# Task instructions
Please copy each line of the records below that holds the word "false".

[Stored data]
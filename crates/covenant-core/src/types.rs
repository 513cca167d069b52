//! Identifier newtypes and the alert severity ladder.

use serde::{Deserialize, Serialize};

/// Identifier of the agent a declaration describes.
///
/// Wrapped so declarations for different agents cannot be keyed by accident
/// with a raw string from another domain.
#[derive(Debug, Clone, PartialEq, Eq, Hash, PartialOrd, Ord, Serialize, Deserialize)]
#[serde(transparent)]
pub struct AgentId(String);

impl AgentId {
    /// Create a new agent id from anything string-like.
    pub fn new(id: impl Into<String>) -> Self {
        Self(id.into())
    }

    /// Borrow the id as a string slice.
    pub fn as_str(&self) -> &str {
        &self.0
    }
}

impl std::fmt::Display for AgentId {
    fn fmt(&self, f: &mut std::fmt::Formatter<'_>) -> std::fmt::Result {
        write!(f, "{}", self.0)
    }
}

impl From<&str> for AgentId {
    fn from(s: &str) -> Self {
        Self(s.to_string())
    }
}

/// Alert severity verdict of the classifier.
///
/// Severities are totally ordered so multi-signal fusion reduces to `max`:
/// `Normal < Warning < High < Critical`.
#[derive(
    Debug, Clone, Copy, PartialEq, Eq, PartialOrd, Ord, Hash, Serialize, Deserialize, Default,
)]
#[serde(rename_all = "snake_case")]
pub enum AlertLevel {
    /// No signal triggered
    #[default]
    Normal,
    /// Elevated but sub-threshold signal
    Warning,
    /// A primary signal fired
    High,
    /// Compound signal or high critical-failure rate
    Critical,
}

impl AlertLevel {
    /// Get the level name as a string.
    pub fn as_str(&self) -> &'static str {
        match self {
            AlertLevel::Normal => "normal",
            AlertLevel::Warning => "warning",
            AlertLevel::High => "high",
            AlertLevel::Critical => "critical",
        }
    }
}

impl std::fmt::Display for AlertLevel {
    fn fmt(&self, f: &mut std::fmt::Formatter<'_>) -> std::fmt::Result {
        write!(f, "{}", self.as_str())
    }
}

#[cfg(test)]
mod tests {
    use super::*;

    #[test]
    fn alert_levels_are_totally_ordered() {
        assert!(AlertLevel::Normal < AlertLevel::Warning);
        assert!(AlertLevel::Warning < AlertLevel::High);
        assert!(AlertLevel::High < AlertLevel::Critical);
        assert_eq!(
            AlertLevel::High.max(AlertLevel::Critical),
            AlertLevel::Critical
        );
    }

    #[test]
    fn alert_level_serializes_snake_case() {
        let json = serde_json::to_string(&AlertLevel::Critical).unwrap();
        assert_eq!(json, "\"critical\"");
    }

    #[test]
    fn agent_id_display_matches_inner() {
        let id = AgentId::new("agent-7");
        assert_eq!(id.to_string(), "agent-7");
        assert_eq!(id.as_str(), "agent-7");
    }
}
//! Alert classification: maps a window analysis to an alert level with
//! human-readable reasons.
//!
//! Trigger conditions are evaluated independently and their reasons unioned;
//! the final level is the maximum severity among everything that fired, so a
//! reader always sees the full explanation and not just the winning signal.

use serde::{Deserialize, Serialize};
use tracing::debug;

use covenant_core::{AlertLevel, EmergenceMetrics, MetricSummary, WindowAnalysisResult};

/// Alert threshold configuration.
#[derive(Debug, Clone, Copy, Serialize, Deserialize)]
pub struct ClassifierConfig {
    /// Emergence score at or above which the content signal fires high
    pub emergence_high: f64,
    /// Emergence score at or above which a warning is raised
    pub emergence_warn: f64,
    /// Critical-failure rate above which the window is critical
    pub critical_fail_high: f64,
    /// Critical-failure rate above which a warning is raised
    pub critical_fail_warn: f64,
}

impl Default for ClassifierConfig {
    fn default() -> Self {
        Self {
            emergence_high: 0.6,
            emergence_warn: 0.3,
            critical_fail_high: 0.3,
            critical_fail_warn: 0.1,
        }
    }
}

/// Maps window analysis results to classified, explainable alerts.
#[derive(Debug, Clone, Default)]
pub struct AlertClassifier {
    config: ClassifierConfig,
}

impl AlertClassifier {
    /// Create a classifier with the given thresholds.
    pub fn new(config: ClassifierConfig) -> Self {
        Self { config }
    }

    /// Classify one window analysis result.
    ///
    /// A result with `ok: false` classifies as no-data: Normal level, no
    /// reasons, `has_data: false`.
    pub fn classify(&self, result: &WindowAnalysisResult) -> EmergenceMetrics {
        if !result.ok {
            return EmergenceMetrics::no_data();
        }

        let mut level = AlertLevel::Normal;
        let mut reasons = Vec::new();

        let drifting = result.drift.drifting;
        let emergence = result.content_emergence.score;
        let fail_rate = result.critical_fail_rate;

        if drifting {
            level = level.max(AlertLevel::High);
            reasons.push(format!(
                "score drift detected (deviation={:.3}, threshold={:.3})",
                result.drift.deviation, result.drift.threshold
            ));
        }

        if emergence >= self.config.emergence_high {
            level = level.max(AlertLevel::High);
            reasons.push(format!(
                "content emergence patterns detected (score={:.2})",
                emergence
            ));
            if drifting {
                level = level.max(AlertLevel::Critical);
                reasons.push("compound drift and emergence signal".to_string());
            }
        }

        if fail_rate > self.config.critical_fail_high {
            level = level.max(AlertLevel::Critical);
            reasons.push(format!(
                "high critical failure rate ({:.1}%)",
                fail_rate * 100.0
            ));
        }

        // Sub-threshold signals only matter when nothing above fired.
        if level == AlertLevel::Normal {
            if emergence >= self.config.emergence_warn {
                level = AlertLevel::Warning;
                reasons.push(format!("elevated content emergence (score={:.2})", emergence));
            }
            if fail_rate > self.config.critical_fail_warn {
                level = AlertLevel::Warning;
                reasons.push(format!(
                    "elevated critical failure rate ({:.1}%)",
                    fail_rate * 100.0
                ));
            }
        }

        metrics::counter!("covenant_alerts_classified_total", "level" => level.as_str())
            .increment(1);
        debug!(
            level = %level,
            reasons = reasons.len(),
            drifting,
            emergence,
            fail_rate,
            "window classified"
        );

        EmergenceMetrics {
            has_data: true,
            alert_level: level,
            alert_reasons: reasons,
            metrics: MetricSummary {
                drift_detected: drifting,
                content_emergence_score: emergence,
                critical_fail_rate: fail_rate,
                average_guilt_score: result.stats.mean,
            },
        }
    }
}

#[cfg(test)]
mod tests {
    use super::*;
    use covenant_core::{ContentEmergence, DriftAssessment, WindowStats};

    fn result(
        drifting: bool,
        emergence: f64,
        fail_rate: f64,
    ) -> WindowAnalysisResult {
        WindowAnalysisResult {
            ok: true,
            guilt_values: vec![0.1, 0.2],
            deltas: vec![0.0, 0.1],
            stats: WindowStats {
                mean: 0.15,
                std_dev: 0.05,
                slope: 0.1,
            },
            drift: DriftAssessment {
                drifting,
                deviation: if drifting { 0.7 } else { 0.01 },
                threshold: 0.1,
                ewma: 0.1,
            },
            content_emergence: ContentEmergence {
                score: emergence,
                reasons: vec![],
            },
            critical_fail_rate: fail_rate,
        }
    }

    #[test]
    fn no_data_result_classifies_as_no_data() {
        let metrics = AlertClassifier::default().classify(&WindowAnalysisResult::empty());
        assert!(!metrics.has_data);
        assert_eq!(metrics.alert_level, AlertLevel::Normal);
        assert!(metrics.alert_reasons.is_empty());
    }

    #[test]
    fn quiet_window_is_normal() {
        let metrics = AlertClassifier::default().classify(&result(false, 0.0, 0.0));
        assert!(metrics.has_data);
        assert_eq!(metrics.alert_level, AlertLevel::Normal);
        assert!(metrics.alert_reasons.is_empty());
        assert!((metrics.metrics.average_guilt_score - 0.15).abs() < 1e-9);
    }

    #[test]
    fn drift_alone_is_high() {
        let metrics = AlertClassifier::default().classify(&result(true, 0.0, 0.0));
        assert_eq!(metrics.alert_level, AlertLevel::High);
        assert!(metrics.alert_reasons[0].starts_with("score drift detected"));
        assert!(metrics.metrics.drift_detected);
    }

    #[test]
    fn emergence_alone_is_high() {
        let metrics = AlertClassifier::default().classify(&result(false, 0.7, 0.0));
        assert_eq!(metrics.alert_level, AlertLevel::High);
        assert!(metrics.alert_reasons[0].starts_with("content emergence patterns detected"));
    }

    #[test]
    fn compound_drift_and_emergence_is_critical() {
        let metrics = AlertClassifier::default().classify(&result(true, 0.7, 0.0));
        assert_eq!(metrics.alert_level, AlertLevel::Critical);
        assert!(metrics
            .alert_reasons
            .iter()
            .any(|r| r.starts_with("score drift detected")));
        assert!(metrics
            .alert_reasons
            .iter()
            .any(|r| r == "compound drift and emergence signal"));
    }

    #[test]
    fn high_failure_rate_is_critical() {
        let metrics = AlertClassifier::default().classify(&result(false, 0.0, 0.5));
        assert_eq!(metrics.alert_level, AlertLevel::Critical);
        assert!(metrics.alert_reasons[0].starts_with("high critical failure rate"));
    }

    #[test]
    fn sub_threshold_signals_warn() {
        let metrics = AlertClassifier::default().classify(&result(false, 0.4, 0.0));
        assert_eq!(metrics.alert_level, AlertLevel::Warning);

        let metrics = AlertClassifier::default().classify(&result(false, 0.0, 0.2));
        assert_eq!(metrics.alert_level, AlertLevel::Warning);
    }

    #[test]
    fn warning_does_not_downgrade_high() {
        // Emergence is warn-level, drift fires: the warning branch must not run.
        let metrics = AlertClassifier::default().classify(&result(true, 0.4, 0.0));
        assert_eq!(metrics.alert_level, AlertLevel::High);
        assert!(!metrics
            .alert_reasons
            .iter()
            .any(|r| r.starts_with("elevated")));
    }

    #[test]
    fn all_triggered_reasons_are_listed() {
        let metrics = AlertClassifier::default().classify(&result(true, 0.7, 0.5));
        assert_eq!(metrics.alert_level, AlertLevel::Critical);
        assert_eq!(metrics.alert_reasons.len(), 4);
    }

    #[test]
    fn boundary_values_respect_spec_comparisons() {
        // emergence uses >=, fail rate uses strict >
        let metrics = AlertClassifier::default().classify(&result(false, 0.6, 0.0));
        assert_eq!(metrics.alert_level, AlertLevel::High);

        let metrics = AlertClassifier::default().classify(&result(false, 0.0, 0.3));
        assert_eq!(metrics.alert_level, AlertLevel::Warning);

        let metrics = AlertClassifier::default().classify(&result(false, 0.0, 0.1));
        assert_eq!(metrics.alert_level, AlertLevel::Normal);
    }
}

# Solution for this exercise
    /// A result with `ok: false` classifies as no-data: Normal level, no
    /// reasons, `has_data: false`.
        let metrics = AlertClassifier::default().classify(&result(false, 0.0, 0.0));
        let metrics = AlertClassifier::default().classify(&result(false, 0.7, 0.0));
        let metrics = AlertClassifier::default().classify(&result(false, 0.0, 0.5));
        let metrics = AlertClassifier::default().classify(&result(false, 0.4, 0.0));
        let metrics = AlertClassifier::default().classify(&result(false, 0.0, 0.2));
        let metrics = AlertClassifier::default().classify(&result(false, 0.6, 0.0));
        let metrics = AlertClassifier::default().classify(&result(false, 0.0, 0.3));
        let metrics = AlertClassifier::default().classify(&result(false, 0.0, 0.1));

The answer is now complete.